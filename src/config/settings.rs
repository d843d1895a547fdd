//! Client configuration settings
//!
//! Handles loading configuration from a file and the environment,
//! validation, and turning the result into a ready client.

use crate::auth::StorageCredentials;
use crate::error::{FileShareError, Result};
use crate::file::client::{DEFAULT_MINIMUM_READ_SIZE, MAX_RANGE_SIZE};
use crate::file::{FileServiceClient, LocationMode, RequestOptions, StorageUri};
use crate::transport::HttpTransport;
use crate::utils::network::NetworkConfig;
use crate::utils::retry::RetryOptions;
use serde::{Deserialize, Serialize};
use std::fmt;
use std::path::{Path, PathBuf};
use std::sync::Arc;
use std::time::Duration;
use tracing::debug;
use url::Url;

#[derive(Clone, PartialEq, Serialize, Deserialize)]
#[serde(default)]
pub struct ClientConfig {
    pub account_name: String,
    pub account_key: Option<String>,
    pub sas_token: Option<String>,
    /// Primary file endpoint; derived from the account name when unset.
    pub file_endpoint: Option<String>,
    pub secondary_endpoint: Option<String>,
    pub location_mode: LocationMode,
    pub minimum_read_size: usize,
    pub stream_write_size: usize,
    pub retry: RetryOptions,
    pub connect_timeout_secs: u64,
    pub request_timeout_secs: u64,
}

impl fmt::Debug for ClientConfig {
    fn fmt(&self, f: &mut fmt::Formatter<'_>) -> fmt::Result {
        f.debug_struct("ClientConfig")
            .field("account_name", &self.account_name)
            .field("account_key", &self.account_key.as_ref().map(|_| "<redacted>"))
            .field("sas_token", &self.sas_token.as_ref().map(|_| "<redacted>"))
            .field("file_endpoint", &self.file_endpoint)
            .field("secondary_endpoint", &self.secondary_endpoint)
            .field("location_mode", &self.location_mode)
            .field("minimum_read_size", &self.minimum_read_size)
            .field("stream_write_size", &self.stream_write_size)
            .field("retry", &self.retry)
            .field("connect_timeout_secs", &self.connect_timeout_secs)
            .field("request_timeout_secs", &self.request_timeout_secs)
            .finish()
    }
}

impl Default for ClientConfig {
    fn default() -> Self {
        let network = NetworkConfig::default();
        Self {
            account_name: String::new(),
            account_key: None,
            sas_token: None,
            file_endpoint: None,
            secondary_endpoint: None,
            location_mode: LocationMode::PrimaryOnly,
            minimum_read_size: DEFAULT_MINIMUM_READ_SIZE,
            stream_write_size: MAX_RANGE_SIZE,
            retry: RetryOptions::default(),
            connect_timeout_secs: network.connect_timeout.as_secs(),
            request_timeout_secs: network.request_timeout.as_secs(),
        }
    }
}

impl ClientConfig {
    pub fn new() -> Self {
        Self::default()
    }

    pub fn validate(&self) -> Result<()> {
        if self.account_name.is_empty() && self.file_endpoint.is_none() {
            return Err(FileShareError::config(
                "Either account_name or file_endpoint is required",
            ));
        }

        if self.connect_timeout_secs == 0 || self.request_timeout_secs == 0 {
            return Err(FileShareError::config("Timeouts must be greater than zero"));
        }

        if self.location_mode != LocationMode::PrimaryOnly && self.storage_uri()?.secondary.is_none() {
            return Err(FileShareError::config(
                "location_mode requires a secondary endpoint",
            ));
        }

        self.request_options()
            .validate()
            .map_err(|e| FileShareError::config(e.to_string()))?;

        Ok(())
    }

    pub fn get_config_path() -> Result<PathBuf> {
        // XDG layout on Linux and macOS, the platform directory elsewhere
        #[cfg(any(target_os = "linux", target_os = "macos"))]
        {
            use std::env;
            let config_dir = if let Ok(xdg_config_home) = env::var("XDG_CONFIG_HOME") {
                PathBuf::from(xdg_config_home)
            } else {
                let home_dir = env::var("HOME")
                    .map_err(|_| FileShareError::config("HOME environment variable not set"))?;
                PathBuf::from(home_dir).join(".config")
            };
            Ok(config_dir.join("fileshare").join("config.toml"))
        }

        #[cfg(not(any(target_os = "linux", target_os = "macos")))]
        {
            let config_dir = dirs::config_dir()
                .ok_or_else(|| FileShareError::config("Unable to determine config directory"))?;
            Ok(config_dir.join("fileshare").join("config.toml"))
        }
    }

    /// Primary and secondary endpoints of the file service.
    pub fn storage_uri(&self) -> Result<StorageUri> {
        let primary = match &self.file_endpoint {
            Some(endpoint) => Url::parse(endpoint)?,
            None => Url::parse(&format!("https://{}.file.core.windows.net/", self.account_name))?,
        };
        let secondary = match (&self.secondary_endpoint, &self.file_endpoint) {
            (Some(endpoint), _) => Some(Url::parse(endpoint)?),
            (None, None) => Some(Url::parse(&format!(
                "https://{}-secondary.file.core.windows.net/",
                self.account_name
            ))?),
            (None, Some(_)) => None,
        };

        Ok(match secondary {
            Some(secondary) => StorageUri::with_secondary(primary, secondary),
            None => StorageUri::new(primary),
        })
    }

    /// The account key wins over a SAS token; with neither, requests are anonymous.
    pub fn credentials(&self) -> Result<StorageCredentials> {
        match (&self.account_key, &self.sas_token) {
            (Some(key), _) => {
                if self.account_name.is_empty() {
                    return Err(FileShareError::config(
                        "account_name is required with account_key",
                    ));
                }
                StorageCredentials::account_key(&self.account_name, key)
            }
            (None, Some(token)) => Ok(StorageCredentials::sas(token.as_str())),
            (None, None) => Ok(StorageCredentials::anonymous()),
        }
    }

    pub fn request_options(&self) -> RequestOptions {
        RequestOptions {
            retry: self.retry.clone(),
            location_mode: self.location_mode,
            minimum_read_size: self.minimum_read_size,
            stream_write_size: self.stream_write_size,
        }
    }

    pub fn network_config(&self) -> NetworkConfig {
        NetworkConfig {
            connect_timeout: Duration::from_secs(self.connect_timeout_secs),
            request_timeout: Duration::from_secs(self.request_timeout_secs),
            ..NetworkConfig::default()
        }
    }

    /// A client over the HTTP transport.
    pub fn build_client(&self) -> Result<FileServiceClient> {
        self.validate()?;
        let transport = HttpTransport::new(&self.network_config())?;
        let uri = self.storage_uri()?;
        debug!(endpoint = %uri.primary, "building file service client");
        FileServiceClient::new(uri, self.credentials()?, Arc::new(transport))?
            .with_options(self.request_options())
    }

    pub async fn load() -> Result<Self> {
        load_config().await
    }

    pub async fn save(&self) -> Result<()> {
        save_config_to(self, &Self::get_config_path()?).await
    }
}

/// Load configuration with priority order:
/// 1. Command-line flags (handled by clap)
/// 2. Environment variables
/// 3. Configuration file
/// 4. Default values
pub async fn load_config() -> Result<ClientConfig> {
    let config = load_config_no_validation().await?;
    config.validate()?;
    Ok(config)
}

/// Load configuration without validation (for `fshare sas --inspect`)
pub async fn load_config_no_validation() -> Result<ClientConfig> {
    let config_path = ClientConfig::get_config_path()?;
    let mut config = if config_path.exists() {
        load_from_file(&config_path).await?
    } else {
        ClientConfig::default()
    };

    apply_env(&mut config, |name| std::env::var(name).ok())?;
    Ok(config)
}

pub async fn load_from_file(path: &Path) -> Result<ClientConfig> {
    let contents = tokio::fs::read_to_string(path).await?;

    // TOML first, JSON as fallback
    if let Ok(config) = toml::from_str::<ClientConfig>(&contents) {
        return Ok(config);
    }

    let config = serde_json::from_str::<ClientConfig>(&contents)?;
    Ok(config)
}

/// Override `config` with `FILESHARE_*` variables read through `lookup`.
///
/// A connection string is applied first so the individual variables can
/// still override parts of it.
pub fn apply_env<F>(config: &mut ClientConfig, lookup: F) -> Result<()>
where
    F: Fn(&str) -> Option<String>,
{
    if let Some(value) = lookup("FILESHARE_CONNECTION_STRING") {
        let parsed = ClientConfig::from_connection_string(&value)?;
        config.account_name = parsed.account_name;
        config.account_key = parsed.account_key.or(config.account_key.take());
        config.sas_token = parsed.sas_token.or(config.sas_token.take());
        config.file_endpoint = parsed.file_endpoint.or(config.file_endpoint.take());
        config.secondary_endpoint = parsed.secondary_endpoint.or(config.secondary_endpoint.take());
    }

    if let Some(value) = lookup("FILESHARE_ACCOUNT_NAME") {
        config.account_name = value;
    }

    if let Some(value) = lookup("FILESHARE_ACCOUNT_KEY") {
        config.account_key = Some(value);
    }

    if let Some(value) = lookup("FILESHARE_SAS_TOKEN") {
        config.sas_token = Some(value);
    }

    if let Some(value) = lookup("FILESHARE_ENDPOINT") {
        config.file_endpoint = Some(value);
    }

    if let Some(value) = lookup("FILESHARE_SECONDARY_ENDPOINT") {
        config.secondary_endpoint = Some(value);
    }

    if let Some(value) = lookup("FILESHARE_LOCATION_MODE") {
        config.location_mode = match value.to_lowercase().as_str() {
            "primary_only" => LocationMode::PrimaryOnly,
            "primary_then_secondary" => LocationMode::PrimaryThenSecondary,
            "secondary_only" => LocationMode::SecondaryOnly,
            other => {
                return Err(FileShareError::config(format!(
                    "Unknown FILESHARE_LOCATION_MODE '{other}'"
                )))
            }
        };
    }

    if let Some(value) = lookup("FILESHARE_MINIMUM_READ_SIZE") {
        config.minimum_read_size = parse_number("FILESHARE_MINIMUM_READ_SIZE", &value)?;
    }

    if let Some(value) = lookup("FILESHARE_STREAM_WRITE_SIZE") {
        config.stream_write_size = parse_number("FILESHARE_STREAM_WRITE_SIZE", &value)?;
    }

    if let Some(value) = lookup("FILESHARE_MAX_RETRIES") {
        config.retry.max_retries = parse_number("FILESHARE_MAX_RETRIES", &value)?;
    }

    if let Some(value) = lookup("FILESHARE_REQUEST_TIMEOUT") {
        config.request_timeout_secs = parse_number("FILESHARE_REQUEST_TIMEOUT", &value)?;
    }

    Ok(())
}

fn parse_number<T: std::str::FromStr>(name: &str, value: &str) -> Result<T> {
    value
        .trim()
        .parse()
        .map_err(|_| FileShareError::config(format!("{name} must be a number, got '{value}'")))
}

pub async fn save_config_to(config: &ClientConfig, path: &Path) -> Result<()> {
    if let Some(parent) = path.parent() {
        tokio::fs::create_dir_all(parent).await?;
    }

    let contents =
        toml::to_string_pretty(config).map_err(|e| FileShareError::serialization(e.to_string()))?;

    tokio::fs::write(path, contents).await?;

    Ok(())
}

**THE PROBLEM:** After locating the line with "let contents = tokio::fs::read_to_string(path).await?;" in the material above, return it and each line after it exactly, ending at the line with "config.location_mode = match".

**EXERCISE SOLUTION:**
    let contents = tokio::fs::read_to_string(path).await?;

    // TOML first, JSON as fallback
    if let Ok(config) = toml::from_str::<ClientConfig>(&contents) {
        return Ok(config);
    }

    let config = serde_json::from_str::<ClientConfig>(&contents)?;
    Ok(config)
}

/// Override `config` with `FILESHARE_*` variables read through `lookup`.
///
/// A connection string is applied first so the individual variables can
/// still override parts of it.
pub fn apply_env<F>(config: &mut ClientConfig, lookup: F) -> Result<()>
where
    F: Fn(&str) -> Option<String>,
{
    if let Some(value) = lookup("FILESHARE_CONNECTION_STRING") {
        let parsed = ClientConfig::from_connection_string(&value)?;
        config.account_name = parsed.account_name;
        config.account_key = parsed.account_key.or(config.account_key.take());
        config.sas_token = parsed.sas_token.or(config.sas_token.take());
        config.file_endpoint = parsed.file_endpoint.or(config.file_endpoint.take());
        config.secondary_endpoint = parsed.secondary_endpoint.or(config.secondary_endpoint.take());
    }

    if let Some(value) = lookup("FILESHARE_ACCOUNT_NAME") {
        config.account_name = value;
    }

    if let Some(value) = lookup("FILESHARE_ACCOUNT_KEY") {
        config.account_key = Some(value);
    }

    if let Some(value) = lookup("FILESHARE_SAS_TOKEN") {
        config.sas_token = Some(value);
    }

    if let Some(value) = lookup("FILESHARE_ENDPOINT") {
        config.file_endpoint = Some(value);
    }

    if let Some(value) = lookup("FILESHARE_SECONDARY_ENDPOINT") {
        config.secondary_endpoint = Some(value);
    }

    if let Some(value) = lookup("FILESHARE_LOCATION_MODE") {
        config.location_mode = match value.to_lowercase().as_str() {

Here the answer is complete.